Open Source Build Night: Tacos, Code, and Cornhole
On August 12th, we hosted Open Source Build Night at the Alamo Tech Collective. About 18 developers showed up to work on projects, eat tacos, and talk shop.
What We Worked On
The night wasn’t about one big group project - everyone brought their own work or jumped in on one of ATC’s open source projects:
Taco Price Index - Our Rails app for rating bean and cheese tacos around San Antonio. Yes, this is a real project. No, we’re not joking about its importance. Brandon spent the evening trying to figure out Rails deployment, having picked Rails specifically because none of us knew it.
SATxData - A Python/Flask dashboard pulling from San Antonio’s open data portal. Currently shows crime statistics (apparently embezzlement is down, so that’s good news). The plan is to expand beyond just crime data to include other city information.
River City Resources - A Grails-based disability resource directory for San Antonio that’s actually getting real usage. We put serious effort into WCAG compliance and accessibility.
Individual Projects
Beyond the ATC projects, folks brought their own work:
- A custom rendering engine built from scratch with OpenGL
- IoT toolkit development for ESP32 boards
- Various client websites using Next.js, Django, and other frameworks
- Someone was even maintaining a legacy VB6 application (yes, really)
One attendee, Corrina, presented her AI assistant project that helps with cybersecurity tasks - with both normal and “chaos mode” for more creative suggestions.
The Vibe
The format was simple: show up, grab some tacos from El Rodeo de Jalisco, and either work on your own project or contribute to one of ours.

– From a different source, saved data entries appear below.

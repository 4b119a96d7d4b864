use std::fmt;

/// 通道编号（0..N-1，启动时确定）。
#[derive(Debug, Clone, Copy, PartialEq, Eq, Hash, PartialOrd, Ord)]
pub struct ChannelId(pub usize);

impl ChannelId {
    pub fn index(self) -> usize {
        self.0
    }
}

impl fmt::Display for ChannelId {
    fn fmt(&self, f: &mut fmt::Formatter<'_>) -> fmt::Result {
        write!(f, "ch{}", self.0)
    }
}

/// 一次轮询得到的寄存器读数。
///
/// 读数没有独立身份，所属通道由所在队列隐式决定。
#[derive(Debug, Clone, Copy, PartialEq, Eq)]
pub struct Reading(pub u16);

impl Reading {
    pub fn value(self) -> u16 {
        self.0
    }

    /// 以 REAL 形式对外呈现的值。
    pub fn as_real(self) -> f32 {
        f32::from(self.0)
    }
}

impl From<u16> for Reading {
    fn from(value: u16) -> Self {
        Self(value)
    }
}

No presentations (except for a quick GitHub repo overview), no rigid structure - just developers doing what they do.
When people needed a break from staring at screens, we had cornhole set up outside. The Texas heat made it a quick game, but it was a nice way to step away from the keyboards for a bit.
Knowledge Sharing
Throughout the night, there were organic teaching moments - someone explaining the Haversine formula for calculating distances between GPS coordinates, discussions about deployment strategies, debates over JavaScript frameworks, and help with Git workflows for those new to open source contribution.

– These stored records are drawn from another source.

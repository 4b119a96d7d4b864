//! 读属性消费者
//!
//! 模拟输入对象的 present-value 读取入口：先从对应通道非阻塞地取出一个读数
//! 作为新的当前值，再交给默认的模拟输入读取逻辑。通道为空时沿用上一次的值。
//!
//! 带数组下标的请求必然失败，不消费读数。对象 out-of-service 期间当前值由
//! WriteProperty 决定，读数留在队列中，恢复服务后按原顺序继续消费。

use gw_bacnet::{
    AnalogInputs, ObjectDescriptor, ObjectType, PropertyError, PropertyId, PropertyValue,
    ReadPropertyRequest, WritePropertyRequest,
};
use gw_channel::ChannelSet;
use gw_telemetry::{record_read_fresh, record_read_stale};
use std::sync::Arc;
use tracing::trace;

/// 由通道队列驱动 present-value 的模拟输入描述符
pub struct QueuedAnalogInputs {
    inner: AnalogInputs,
    channels: Arc<ChannelSet>,
}

impl QueuedAnalogInputs {
    /// 每个通道对应一个模拟输入对象，实例号即通道编号
    pub fn new(channels: Arc<ChannelSet>) -> Self {
        Self {
            inner: AnalogInputs::new(channels.len()),
            channels,
        }
    }

    /// 取出实例对应通道的队头读数并写入当前值
    fn consume(&mut self, instance: u32) {
        let Some(index) = self.inner.instance_to_index(instance) else {
            return;
        };
        if self.inner.out_of_service(index) != Some(false) {
            return;
        }
        let channel = self
            .channels
            .layout()
            .channel_for_instance(instance)
            .and_then(|id| self.channels.get(id));
        let Some(channel) = channel else {
            return;
        };

        match channel.try_pop() {
            Some(reading) => {
                self.inner.set_present_value(index, reading.as_real());
                record_read_fresh();
                trace!(
                    target: "gw.bridge",
                    channel = %channel.id(),
                    value = reading.value(),
                    "present_value_refreshed"
                );
            }
            None => record_read_stale(),
        }
    }
}

impl ObjectDescriptor for QueuedAnalogInputs {
    fn object_type(&self) -> ObjectType {
        self.inner.object_type()
    }

    fn count(&self) -> usize {
        self.inner.count()
    }

    fn index_to_instance(&self, index: usize) -> Option<u32> {
        self.inner.index_to_instance(index)
    }

    fn instance_to_index(&self, instance: u32) -> Option<usize> {
        self.inner.instance_to_index(instance)
    }

    fn valid_instance(&self, instance: u32) -> bool {
        self.inner.valid_instance(instance)
    }

    fn object_name(&self, instance: u32) -> Option<String> {
        self.inner.object_name(instance)
    }

    fn read_property(
        &mut self,
        request: &ReadPropertyRequest,
    ) -> Result<PropertyValue, PropertyError> {
        if request.property == PropertyId::PRESENT_VALUE && request.array_index.is_none() {
            self.consume(request.object.instance);
        }
        self.inner.read_property(request)
    }

    fn write_property(&mut self, request: &WritePropertyRequest) -> Result<(), PropertyError> {
        self.inner.write_property(request)
    }
}

#[cfg(test)]
mod tests {
    use super::*;
    use domain::{ChannelId, ChannelLayout, Reading};
    use gw_bacnet::ObjectId;
    use gw_channel::QueueCapacity;

    fn setup(channels: usize) -> (Arc<ChannelSet>, QueuedAnalogInputs) {
        let set = Arc::new(ChannelSet::new(
            ChannelLayout::new(channels),
            QueueCapacity::Unbounded,
        ));
        let inputs = QueuedAnalogInputs::new(Arc::clone(&set));
        (set, inputs)
    }

    fn read(inputs: &mut QueuedAnalogInputs, instance: u32, property: PropertyId) -> PropertyValue {
        let request = ReadPropertyRequest::new(
            ObjectId::new(ObjectType::AnalogInput, instance),
            property,
        );
        inputs.read_property(&request).expect("read")
    }

    fn push(set: &ChannelSet, channel: usize, value: u16) {
        set.get(ChannelId(channel)).expect("channel").push(Reading(value));
    }

    #[test]
    fn reads_consume_in_fifo_order_and_then_go_stale() {
        let (set, mut inputs) = setup(4);
        for value in [10, 20, 30] {
            push(&set, 0, value);
        }

        let values: Vec<PropertyValue> = (0..4)
            .map(|_| read(&mut inputs, 0, PropertyId::PRESENT_VALUE))
            .collect();
        assert_eq!(
            values,
            vec![
                PropertyValue::Real(10.0),
                PropertyValue::Real(20.0),
                PropertyValue::Real(30.0),
                PropertyValue::Real(30.0),
            ]
        );
        assert!(set.get(ChannelId(0)).expect("channel").is_empty());
    }

    #[test]
    fn other_properties_leave_the_queue_alone() {
        let (set, mut inputs) = setup(2);
        push(&set, 1, 7);

        read(&mut inputs, 1, PropertyId::OBJECT_NAME);
        read(&mut inputs, 1, PropertyId::STATUS_FLAGS);
        assert_eq!(set.get(ChannelId(1)).expect("channel").len(), 1);

        assert_eq!(
            read(&mut inputs, 1, PropertyId::PRESENT_VALUE),
            PropertyValue::Real(7.0)
        );
    }

    #[test]
    fn indexed_present_value_read_keeps_the_reading_queued() {
        let (set, mut inputs) = setup(1);
        push(&set, 0, 10);
        push(&set, 0, 20);

        let mut request = ReadPropertyRequest::new(
            ObjectId::new(ObjectType::AnalogInput, 0),
            PropertyId::PRESENT_VALUE,
        );
        request.array_index = Some(1);
        assert!(inputs.read_property(&request).is_err());
        assert_eq!(set.get(ChannelId(0)).expect("channel").len(), 2);

        assert_eq!(
            read(&mut inputs, 0, PropertyId::PRESENT_VALUE),
            PropertyValue::Real(10.0)
        );
    }

    #[test]
    fn out_of_service_value_is_not_overwritten_by_queued_readings() {
        let (set, mut inputs) = setup(1);
        let write = |property, value| WritePropertyRequest {
            object: ObjectId::new(ObjectType::AnalogInput, 0),
            property,
            array_index: None,
            value,
            priority: None,
        };
        inputs
            .write_property(&write(PropertyId::OUT_OF_SERVICE, PropertyValue::Boolean(true)))
            .expect("out-of-service");
        inputs
            .write_property(&write(PropertyId::PRESENT_VALUE, PropertyValue::Real(5.0)))
            .expect("present-value");
        push(&set, 0, 10);

        assert_eq!(
            read(&mut inputs, 0, PropertyId::PRESENT_VALUE),
            PropertyValue::Real(5.0)
        );
        assert_eq!(set.get(ChannelId(0)).expect("channel").len(), 1);

        inputs
            .write_property(&write(PropertyId::OUT_OF_SERVICE, PropertyValue::Boolean(false)))
            .expect("in service");
        assert_eq!(
            read(&mut inputs, 0, PropertyId::PRESENT_VALUE),
            PropertyValue::Real(10.0)
        );
    }

    #[test]
    fn invalid_instance_does_not_touch_any_channel() {
        let (set, mut inputs) = setup(2);
        push(&set, 0, 1);
        push(&set, 1, 2);

        let request = ReadPropertyRequest::new(
            ObjectId::new(ObjectType::AnalogInput, 9),
            PropertyId::PRESENT_VALUE,
        );
        assert!(inputs.read_property(&request).is_err());
        assert_eq!(set.pending(), 2);
    }

    #[test]
    fn reading_one_channel_does_not_consume_another() {
        let (set, mut inputs) = setup(4);
        push(&set, 2, 200);
        push(&set, 3, 300);

        assert_eq!(
            read(&mut inputs, 3, PropertyId::PRESENT_VALUE),
            PropertyValue::Real(300.0)
        );
        assert_eq!(set.get(ChannelId(2)).expect("channel").len(), 1);
        // 空通道读取保持初始值
        assert_eq!(
            read(&mut inputs, 0, PropertyId::PRESENT_VALUE),
            PropertyValue::Real(0.0)
        );
    }
}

One interesting conversation touched on using Git for Linux system configuration management - not just code. Another covered the challenges of maintaining multiple client codebases across different tech stacks.
Looking Forward
At the end of the night, there was discussion about what people wanted from future events. Some suggested working on a single project together, hackathon-style. Good news on that front - we’re planning a 48-hour hackathon called “The Bank Job.”

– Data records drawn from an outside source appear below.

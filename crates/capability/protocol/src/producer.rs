//! 轮询生产者
//!
//! 独立的长生命周期任务：周期性批量读取寄存器，把第 i 个值写入通道 i。
//! 不持有协议栈锁，每次只短暂持有单个通道的锁。

use crate::backoff::Backoff;
use crate::error::ProtocolError;
use crate::types::{RegisterConnector, RegisterSource};
use domain::Reading;
use gw_channel::ChannelSet;
use gw_telemetry::{
    record_poll, record_poll_failure, record_reading_evicted, record_readings_discarded,
    record_readings_pushed, record_reconnect,
};
use std::sync::Arc;
use std::time::Duration;
use tokio::task::JoinHandle;
use tokio::time::{interval_at, Instant, MissedTickBehavior};
use tokio_util::sync::CancellationToken;
use tracing::{debug, error, info, warn};

/// 轮询参数
#[derive(Debug, Clone)]
pub struct PollConfig {
    /// 起始寄存器地址 A
    pub register_address: u16,
    /// 批大小 B
    pub batch_size: u16,
    /// 轮询间隔
    pub interval: Duration,
    /// 连接/重连退避
    pub reconnect: Backoff,
    /// 连续读取失败多少次后重连（0 表示从不重连）
    pub max_consecutive_failures: u32,
}

impl Default for PollConfig {
    fn default() -> Self {
        Self {
            register_address: 48,
            batch_size: 10,
            interval: Duration::from_millis(100),
            reconnect: Backoff::default(),
            max_consecutive_failures: 5,
        }
    }
}

/// 单批读数的分发结果
#[derive(Debug, Clone, Copy, Default, PartialEq, Eq)]
pub struct PublishSummary {
    pub pushed: usize,
    pub evicted: usize,
    pub discarded: usize,
}

/// 轮询生产者
pub struct PollProducer {
    connector: Arc<dyn RegisterConnector>,
    channels: Arc<ChannelSet>,
    config: PollConfig,
}

impl PollProducer {
    pub fn new(
        connector: Arc<dyn RegisterConnector>,
        channels: Arc<ChannelSet>,
        config: PollConfig,
    ) -> Self {
        Self {
            connector,
            channels,
            config,
        }
    }

    /// 在后台任务中运行
    pub fn spawn(self, cancel: CancellationToken) -> JoinHandle<Result<(), ProtocolError>> {
        tokio::spawn(async move { self.run(cancel).await })
    }

    /// 运行采集循环，直到取消或连接无法恢复
    pub async fn run(&self, cancel: CancellationToken) -> Result<(), ProtocolError> {
        let endpoint = self.connector.endpoint();
        let Some(mut source) = self.connect_with_backoff(&cancel).await? else {
            info!(target: "gw.poll", %endpoint, "poll_producer_cancelled");
            return Ok(());
        };

        info!(
            target: "gw.poll",
            %endpoint,
            register = self.config.register_address,
            batch_size = self.config.batch_size,
            channels = self.channels.len(),
            "poll_producer_started"
        );

        let period = self.config.interval;
        let mut ticker = interval_at(Instant::now() + period, period);
        ticker.set_missed_tick_behavior(MissedTickBehavior::Delay);
        let mut failures = 0u32;

        loop {
            tokio::select! {
                _ = cancel.cancelled() => break,
                _ = ticker.tick() => {}
            }

            match source
                .read_registers(self.config.register_address, self.config.batch_size)
                .await
            {
                Ok(values) => {
                    failures = 0;
                    record_poll();
                    self.publish(&values);
                }
                Err(err) => {
                    failures += 1;
                    record_poll_failure();
                    warn!(
                        target: "gw.poll",
                        %endpoint,
                        register = self.config.register_address,
                        consecutive_failures = failures,
                        error = %err,
                        "modbus_read_failed"
                    );

                    let threshold = self.config.max_consecutive_failures;
                    if threshold > 0 && failures >= threshold {
                        warn!(target: "gw.poll", %endpoint, "modbus_reconnecting");
                        drop(source);
                        record_reconnect();
                        source = match self.connect_with_backoff(&cancel).await? {
                            Some(source) => source,
                            None => return Ok(()),
                        };
                        failures = 0;
                    }
                }
            }
        }

        info!(target: "gw.poll", %endpoint, "poll_producer_stopped");
        Ok(())
    }

    /// 把一批寄存器值按位置写入通道；超出通道范围的值被丢弃。
    pub fn publish(&self, values: &[u16]) -> PublishSummary {
        let layout = self.channels.layout();
        let take = values.len().min(usize::from(self.config.batch_size));
        let mut summary = PublishSummary::default();

        for (position, value) in values.iter().take(take).enumerate() {
            let channel = layout
                .channel_for_position(position)
                .and_then(|id| self.channels.get(id));
            match channel {
                Some(channel) => {
                    if channel.push(Reading(*value)).is_some() {
                        summary.evicted += 1;
                        record_reading_evicted();
                    }
                    summary.pushed += 1;
                }
                None => summary.discarded += 1,
            }
        }

        record_readings_pushed(summary.pushed as u64);
        record_readings_discarded(summary.discarded as u64);
        debug!(
            target: "gw.poll",
            pushed = summary.pushed,
            evicted = summary.evicted,
            discarded = summary.discarded,
            "poll_batch_published"
        );
        summary
    }

    /// 按退避策略建立连接；被取消时返回 None。
    async fn connect_with_backoff(
        &self,
        cancel: &CancellationToken,
    ) -> Result<Option<Box<dyn RegisterSource>>, ProtocolError> {
        let endpoint = self.connector.endpoint();
        let backoff = self.config.reconnect;
        let mut attempt = 0u32;

        loop {
            attempt += 1;
            let result = tokio::select! {
                _ = cancel.cancelled() => return Ok(None),
                result = self.connector.connect() => result,
            };

            let err = match result {
                Ok(source) => return Ok(Some(source)),
                Err(err) => err,
            };

            if !backoff.allows_retry_after(attempt) {
                error!(
                    target: "gw.poll",
                    %endpoint,
                    attempts = attempt,
                    error = %err,
                    "modbus_connect_failed"
                );
                return Err(err);
            }

            let delay = backoff.delay_after(attempt);
            warn!(
                target: "gw.poll",
                %endpoint,
                attempt,
                delay_ms = delay.as_millis() as u64,
                error = %err,
                "modbus_connect_retry"
            );
            tokio::select! {
                _ = cancel.cancelled() => return Ok(None),
                _ = tokio::time::sleep(delay) => {}
            }
        }
    }
}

The Open Source Build Night will continue as a regular event. It’s a low-key way to contribute to open source, work on your own projects with other developers around, or just learn something new while eating tacos.
Join Us
If you’re interested in attending the next one, check our Meetup page for upcoming events and our GitHub for the projects we’re working on, or just show up with your laptop and whatever you’re building. We’re here most Tuesday evenings.
The only requirement? Be ready to debate the merits of bean and cheese tacos as a standardized baseline for taco rating systems. It’s surprisingly controversial.